Das Problem der überfüllten Hörsäle hat verschiedene Ursachen, aber Zugangsbeschränkungen sind sicher nicht das Mittel dagegen. Die Hochschulen sind chronisch unterfinanziert und die Orientierung im Studium ist mangelhaft. Es ist extrem schwierig, sich für ein Studium zu entscheiden. Alleine auf der Uni Wien werden über 150 Studienrichtungen angeboten, in der Schule hat man vielleicht zehn Schulfächer. Auch wenn die Regierung Studiengänge beschränkt, werden viele nicht wissen, welches Studium für sie das richtige ist.

Kann man von einem erwachsenen Menschen nicht erwarten, sich zuerst gründlich über das Studium, das er oder sie studieren möchte, zu informieren?

Natürlich ist die Selbstinformation ein wichtiger Teil. Unterstützung ist aber nie verkehrt. Ein Studium auf dem Blatt Papier ist noch immer anders, als es dann tatsächlich zu studieren. Unserer Meinung wäre es am besten, wenn in der Studieneingangsphase viele Studienrichtungen ausprobiert werden können. Dann wird man sich auch besser entscheiden können.

Die JUNOS können sich ein mehrstufiges Zugangsverfahren vorstellen. Danach würde man genau wissen, ob man das Studium wirklich studieren möchte.

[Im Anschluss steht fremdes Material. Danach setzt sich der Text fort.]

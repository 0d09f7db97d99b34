//! Telemetry event records.
//!
//! Telemetry is a large per-match event log served from a dynamic asset
//! url, not a fixed endpoint. The set of event kinds is open; records
//! whose `_T` discriminator this crate does not model decode into
//! [`TelemetryEvent::Other`] with the raw record preserved.

use chrono::{DateTime, Utc};
use serde::de::{self, Deserializer};
use serde::ser::Serializer;
use serde::{Deserialize, Serialize};
use serde_json::Value;

use crate::document::{empty_string_as_none, serialize_tagged};

/// A single telemetry event.
#[derive(Clone, Debug)]
pub enum TelemetryEvent {
    MatchStart(MatchStart),
    MatchEnd(MatchEnd),
    PlayerKill(PlayerKill),
    PlayerPosition(PlayerPosition),
    /// An event kind this crate does not model.
    Other {
        kind: String,
        value: Value,
    },
}

impl TelemetryEvent {
    /// Returns the `_T` discriminator of the event.
    pub fn kind(&self) -> &str {
        match self {
            Self::MatchStart(_) => "LogMatchStart",
            Self::MatchEnd(_) => "LogMatchEnd",
            Self::PlayerKill(_) => "LogPlayerKill",
            Self::PlayerPosition(_) => "LogPlayerPosition",
            Self::Other { kind, .. } => kind,
        }
    }
}

impl<'de> Deserialize<'de> for TelemetryEvent {
    fn deserialize<D>(deserializer: D) -> std::result::Result<Self, D::Error>
    where
        D: Deserializer<'de>,
    {
        let value = Value::deserialize(deserializer)?;

        let kind = value
            .get("_T")
            .and_then(Value::as_str)
            .unwrap_or_default()
            .to_owned();

        match kind.as_str() {
            "LogMatchStart" => serde_json::from_value(value)
                .map(Self::MatchStart)
                .map_err(de::Error::custom),
            "LogMatchEnd" => serde_json::from_value(value)
                .map(Self::MatchEnd)
                .map_err(de::Error::custom),
            "LogPlayerKill" => serde_json::from_value(value)
                .map(Self::PlayerKill)
                .map_err(de::Error::custom),
            "LogPlayerPosition" => serde_json::from_value(value)
                .map(Self::PlayerPosition)
                .map_err(de::Error::custom),
            _ => Ok(Self::Other { kind, value }),
        }
    }
}

impl Serialize for TelemetryEvent {
    fn serialize<S>(&self, serializer: S) -> std::result::Result<S::Ok, S::Error>
    where
        S: Serializer,
    {
        match self {
            Self::MatchStart(event) => serialize_tagged(serializer, "_T", "LogMatchStart", event),
            Self::MatchEnd(event) => serialize_tagged(serializer, "_T", "LogMatchEnd", event),
            Self::PlayerKill(event) => serialize_tagged(serializer, "_T", "LogPlayerKill", event),
            Self::PlayerPosition(event) => {
                serialize_tagged(serializer, "_T", "LogPlayerPosition", event)
            }
            Self::Other { value, .. } => value.serialize(serializer),
        }
    }
}

/// A player as embedded in telemetry events.
#[derive(Clone, Debug, Serialize, Deserialize)]
#[serde(rename_all = "camelCase")]
pub struct Character {
    pub name: String,
    pub account_id: String,
    #[serde(default)]
    pub team_id: u32,
    #[serde(default)]
    pub health: f64,
    #[serde(default)]
    pub ranking: u32,
    #[serde(default)]
    pub location: Option<Location>,
}

/// A world-space position.
#[derive(Copy, Clone, Debug, Default, PartialEq, Serialize, Deserialize)]
pub struct Location {
    pub x: f64,
    pub y: f64,
    pub z: f64,
}

#[derive(Clone, Debug, Serialize, Deserialize)]
#[serde(rename_all = "camelCase")]
pub struct MatchStart {
    #[serde(rename = "_D")]
    pub timestamp: DateTime<Utc>,
    #[serde(default, deserialize_with = "empty_string_as_none")]
    pub map_name: Option<String>,
    #[serde(default)]
    pub characters: Vec<Character>,
}

#[derive(Clone, Debug, Serialize, Deserialize)]
#[serde(rename_all = "camelCase")]
pub struct MatchEnd {
    #[serde(rename = "_D")]
    pub timestamp: DateTime<Utc>,
    #[serde(default)]
    pub characters: Vec<Character>,
}

#[derive(Clone, Debug, Serialize, Deserialize)]
#[serde(rename_all = "camelCase")]
pub struct PlayerKill {
    #[serde(rename = "_D")]
    pub timestamp: DateTime<Utc>,
    #[serde(default)]
    pub attack_id: Option<i64>,
    /// Absent for environmental deaths (bluezone, falling).
    #[serde(default)]
    pub killer: Option<Character>,
    pub victim: Character,
    #[serde(default, deserialize_with = "empty_string_as_none")]
    pub damage_type_category: Option<String>,
    #[serde(default, deserialize_with = "empty_string_as_none")]
    pub damage_causer_name: Option<String>,
    #[serde(default)]
    pub distance: f64,
}

#[derive(Clone, Debug, Serialize, Deserialize)]
#[serde(rename_all = "camelCase")]
pub struct PlayerPosition {
    #[serde(rename = "_D")]
    pub timestamp: DateTime<Utc>,
    pub character: Character,
    #[serde(default)]
    pub elapsed_time: f64,
}

#[cfg(test)]
mod tests {
    use super::TelemetryEvent;

    const TELEMETRY_BODY: &str = r#"[
        {
            "_T": "LogMatchStart",
            "_D": "2018-09-12T19:50:00Z",
            "mapName": "Desert_Main",
            "characters": [
                {
                    "name": "Player1",
                    "accountId": "account.a",
                    "teamId": 7,
                    "health": 100.0,
                    "ranking": 0,
                    "location": {"x": 1000.5, "y": 2000.25, "z": 100.0}
                }
            ]
        },
        {
            "_T": "LogPlayerKill",
            "_D": "2018-09-12T20:02:12Z",
            "attackId": 12345,
            "killer": {"name": "Player1", "accountId": "account.a"},
            "victim": {"name": "Player2", "accountId": "account.b"},
            "damageTypeCategory": "Damage_Gun",
            "damageCauserName": "WeapHK416_C",
            "distance": 312.7
        },
        {
            "_T": "LogArmorDestroy",
            "_D": "2018-09-12T20:03:00Z",
            "item": {"itemId": "Item_Armor_C"}
        }
    ]"#;

    #[test]
    fn test_decode_event_log() {
        let events: Vec<TelemetryEvent> = serde_json::from_str(TELEMETRY_BODY).unwrap();

        assert_eq!(events.len(), 3);

        let start = match &events[0] {
            TelemetryEvent::MatchStart(event) => event,
            other => panic!("expected LogMatchStart, got {:?}", other),
        };
        assert_eq!(start.map_name.as_deref(), Some("Desert_Main"));
        assert_eq!(start.characters.len(), 1);
        assert_eq!(start.characters[0].location.unwrap().x, 1000.5);

        let kill = match &events[1] {
            TelemetryEvent::PlayerKill(event) => event,
            other => panic!("expected LogPlayerKill, got {:?}", other),
        };
        assert_eq!(kill.killer.as_ref().unwrap().name, "Player1");
        assert_eq!(kill.victim.account_id, "account.b");
        assert_eq!(kill.damage_causer_name.as_deref(), Some("WeapHK416_C"));
    }

    #[test]
    fn test_unknown_event_kind_is_preserved() {
        let events: Vec<TelemetryEvent> = serde_json::from_str(TELEMETRY_BODY).unwrap();

        match &events[2] {
            TelemetryEvent::Other { kind, value } => {
                assert_eq!(kind, "LogArmorDestroy");
                assert_eq!(value["item"]["itemId"], "Item_Armor_C");
            }
            other => panic!("expected a catch-all event, got {:?}", other),
        }

        assert_eq!(events[2].kind(), "LogArmorDestroy");
    }

    #[test]
    fn test_event_round_trip_keeps_discriminator() {
        let events: Vec<TelemetryEvent> = serde_json::from_str(TELEMETRY_BODY).unwrap();

        let echoed = serde_json::to_value(&events).unwrap();
        assert_eq!(echoed[0]["_T"], "LogMatchStart");
        assert_eq!(echoed[1]["_T"], "LogPlayerKill");
        assert_eq!(echoed[2]["_T"], "LogArmorDestroy");

        let decoded: Vec<TelemetryEvent> = serde_json::from_value(echoed).unwrap();
        assert!(matches!(&decoded[1], TelemetryEvent::PlayerKill(_)));
    }
}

Wer an der Wirtschaftsuniversität in Wien studieren möchte, muss im Mai ein Motivationsschreiben abgegeben. Schülern, die gerade in der Maturaphase stecken, zu sagen, jetzt entscheidet und bewirbt euch, ist schwierig. Aber Tatsache ist, wer das nicht tut, wird im Herbst nicht an der WU studieren.

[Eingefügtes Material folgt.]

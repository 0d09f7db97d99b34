use chrono::{DateTime, Utc};
use serde::{Deserialize, Serialize};

use crate::document::empty_string_as_none;

/// The `/status` document describing the API deployment.
#[derive(Clone, Debug, Serialize, Deserialize)]
pub struct Status {
    pub data: StatusData,
}

#[derive(Clone, Debug, Serialize, Deserialize)]
pub struct StatusData {
    #[serde(rename = "type")]
    pub kind: String,
    pub id: String,
    pub attributes: StatusAttributes,
}

#[derive(Clone, Debug, Serialize, Deserialize)]
#[serde(rename_all = "camelCase")]
pub struct StatusAttributes {
    #[serde(default)]
    pub released_at: Option<DateTime<Utc>>,
    #[serde(default, deserialize_with = "empty_string_as_none")]
    pub version: Option<String>,
}

#[cfg(test)]
mod tests {
    use super::Status;

    const STATUS_BODY: &str = r#"{
        "data": {
            "type": "status",
            "id": "pubg-api",
            "attributes": {
                "releasedAt": "2018-04-25T00:00:00Z",
                "version": "v9.11.2"
            }
        }
    }"#;

    #[test]
    fn test_decode_status() {
        let status: Status = serde_json::from_str(STATUS_BODY).unwrap();

        assert_eq!(status.data.id, "pubg-api");
        assert_eq!(status.data.attributes.version.as_deref(), Some("v9.11.2"));
        assert!(status.data.attributes.released_at.is_some());
    }

    #[test]
    fn test_decode_is_stateless() {
        // Two decodes of the same body are independent; nothing is shared
        // between them.
        let first: Status = serde_json::from_str(STATUS_BODY).unwrap();
        let second: Status = serde_json::from_str(STATUS_BODY).unwrap();

        assert_eq!(first.data.id, second.data.id);
        assert_eq!(
            first.data.attributes.version,
            second.data.attributes.version
        );
        assert_eq!(
            first.data.attributes.released_at,
            second.data.attributes.released_at
        );
    }
}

An den Fachhochschulen sind solche Aufnahmeverfahren fester Bestandteil. Dort ist auch die soziale Durchmischung besser.

Die soziale Durchmischung ist trotz der Beschränkungen und Hürden besser und nicht wegen ihnen. Es gibt eben gravierende Unterschiede zu Universitäten. Zum einen sind die Fächer so ausgelegt, dass man nebenbei arbeiten kann. Fachhochschulen sind im ländlichen viel häufiger anzutreffen. Das heißt, wenn ich es mir nicht leisten kann, von zu Hause auszuziehen, dann ist es naheliegend eine FH zu besuchen. Und das Studium ist wesentlich praxisorientierte. Bedeutet: Wenn ich schon finanzielle Sorgen habe, dann ist es naheliegend, dass ich an einer FH studiere und relativ sicher mit einem Job nach Hause gehe.

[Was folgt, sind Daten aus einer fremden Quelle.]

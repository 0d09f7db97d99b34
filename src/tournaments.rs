use chrono::{DateTime, Utc};
use serde::{Deserialize, Serialize};
use serde_json::Value;

use crate::document::{Links, ResourceRef};
use crate::{Client, Result};

/// Document listing all tournaments.
#[derive(Clone, Debug, Serialize, Deserialize)]
pub struct TournamentsResponse {
    pub data: Vec<Tournament>,
    #[serde(default)]
    pub links: Option<Links>,
    #[serde(default)]
    pub meta: Option<Value>,
}

/// Document returned for a single tournament.
#[derive(Clone, Debug, Serialize, Deserialize)]
pub struct TournamentResponse {
    pub data: Tournament,
    /// The tournament's matches, as bare resource references.
    #[serde(default)]
    pub included: Vec<ResourceRef>,
    #[serde(default)]
    pub links: Option<Links>,
    #[serde(default)]
    pub meta: Option<Value>,
}

/// A tournament resource.
#[derive(Clone, Debug, Serialize, Deserialize)]
pub struct Tournament {
    #[serde(rename = "type")]
    pub kind: String,
    pub id: String,
    #[serde(default)]
    pub attributes: Option<TournamentAttributes>,
}

#[derive(Copy, Clone, Debug, Serialize, Deserialize)]
#[serde(rename_all = "camelCase")]
pub struct TournamentAttributes {
    #[serde(default)]
    pub created_at: Option<DateTime<Utc>>,
}

/// Client for the tournament endpoints.
#[derive(Copy, Clone, Debug)]
pub struct TournamentsClient<'a> {
    client: &'a Client,
}

impl<'a> TournamentsClient<'a> {
    pub(crate) fn new(client: &'a Client) -> Self {
        Self { client }
    }

    /// Returns all tournaments.
    ///
    /// # Errors
    ///
    /// Returns an error if the request fails.
    pub async fn list(&self) -> Result<TournamentsResponse> {
        let req = self.client.request().uri("/tournaments").build();

        self.client.send(req).await?.json().await
    }

    /// Returns the tournament with the given `id`.
    ///
    /// # Errors
    ///
    /// Returns an error if the request fails.
    pub async fn get(&self, id: &str) -> Result<TournamentResponse> {
        let req = self
            .client
            .request()
            .uri(&format!("/tournaments/{}", id))
            .build();

        self.client.send(req).await?.json().await
    }
}

#[cfg(test)]
mod tests {
    use super::{TournamentResponse, TournamentsResponse};

    #[test]
    fn test_decode_tournaments() {
        let body = r#"{
            "data": [
                {"type": "tournament", "id": "eu-pgi18", "attributes": {"createdAt": "2018-07-25T00:00:00Z"}},
                {"type": "tournament", "id": "na-pit2", "attributes": {"createdAt": "2018-08-18T00:00:00Z"}}
            ]
        }"#;

        let resp: TournamentsResponse = serde_json::from_str(body).unwrap();

        assert_eq!(resp.data.len(), 2);
        assert_eq!(resp.data[0].id, "eu-pgi18");
        assert!(resp.data[0].attributes.unwrap().created_at.is_some());
    }

    #[test]
    fn test_decode_tournament_with_matches() {
        let body = r#"{
            "data": {"type": "tournament", "id": "eu-pgi18"},
            "included": [
                {"type": "match", "id": "m-1"},
                {"type": "match", "id": "m-2"}
            ],
            "meta": {}
        }"#;

        let resp: TournamentResponse = serde_json::from_str(body).unwrap();

        assert_eq!(resp.data.id, "eu-pgi18");
        assert_eq!(resp.included.len(), 2);
        assert_eq!(resp.included[0].kind, "match");
        assert_eq!(resp.included[1].id, "m-2");
    }
}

Der VSSTÖ ist gegen Studiengebühren und weiteren Studienbeschränkungen. Nicht einmal die SPÖ vertraut dieser sozialdemokratischen heiligen Kuh.

Ich kann nur so viel sagen: Der Plan A von Bundeskanzler Kern wurde von keiner breiten Basis in der SPÖ beschlossen. Viele Sozialdemokraten können damit auch gar nichts anfangen.

Aber offenbar die JUNOS. Sie plakatieren Christian Kern als Verbündeten.

Wir fühlen uns in unserer Kritik bestätigt. Wenn der sozialdemokratischen Bundeskanzler von der neoliberalen Jugend gelobt wird, sollte es ihm zu denken geben. Wir sind weiter von den sozialdemokratischen Errungenschaften überzeugt und bleiben diesen Werten treu. Nur eine Hochschule mit freiem Zugang kann eine soziale Durchmischung garantieren und ist mit der Sozialdemokratie vereinbar.

Aber ist es fair, dass Lehrlinge für eine Masterprüfung zahlen müssen, Studierende für die Universität nicht?

Nein. Ich bin auch wirklich überzeugt davon, dass die Ausbildung mehr gefördert gehört und die Meisterprüfung gratis angeboten werden muss. Man muss danach streben, alles zu verbessern und auf ein egalitäres System umzustellen.

Und nachgelagerte Studiengebühren kämen auch nicht infrage?

Studiengebühren werden immer – egal in welcher Form – dazu führen, dass Personen, die aus sozial schwächeren Familien kommen, sich abschrecken lassen und nicht studieren werden. Das zeigen alle Studien, die jemals zu Studiengebühren durchgeführt worden sind. Als man noch Studiengebühren zahlen musste, hat der Verwaltungsaufwand einen großen Batzen Geld gefressen. Am Ende blieb für die Unis recht wenig übrig. Am Ende gibt es keine besseren Studienbedingungen und die Studenten zahlen trotzdem.

Nach der Wahl kommen die Koalitionsgespräche. Mit wem schließt ihr eine Zusammenarbeit aus?

Kategorisch den RFS. Mit allen anderen werden Gespräche geführt. Wir schauen, wo wir uns einig werden. Es geht schließlich darum, mit wem der VSSTÖ seine Projekte umsetzen kann.

Wie hoch ist das Wahlkampfbudget des VSSTÖ?

Rund 60.000 Euro. Damit bezahlen wir den gesamten Wahlkampf, also Materialien, Veranstaltungen, etc.


Zur Person: Hannah Lutz ist Spitzenkandidatin des Verbands Sozialistischer StudentInnen (VSSTÖ). Sie studiert Rechtswissenschaften an der Universität Wien.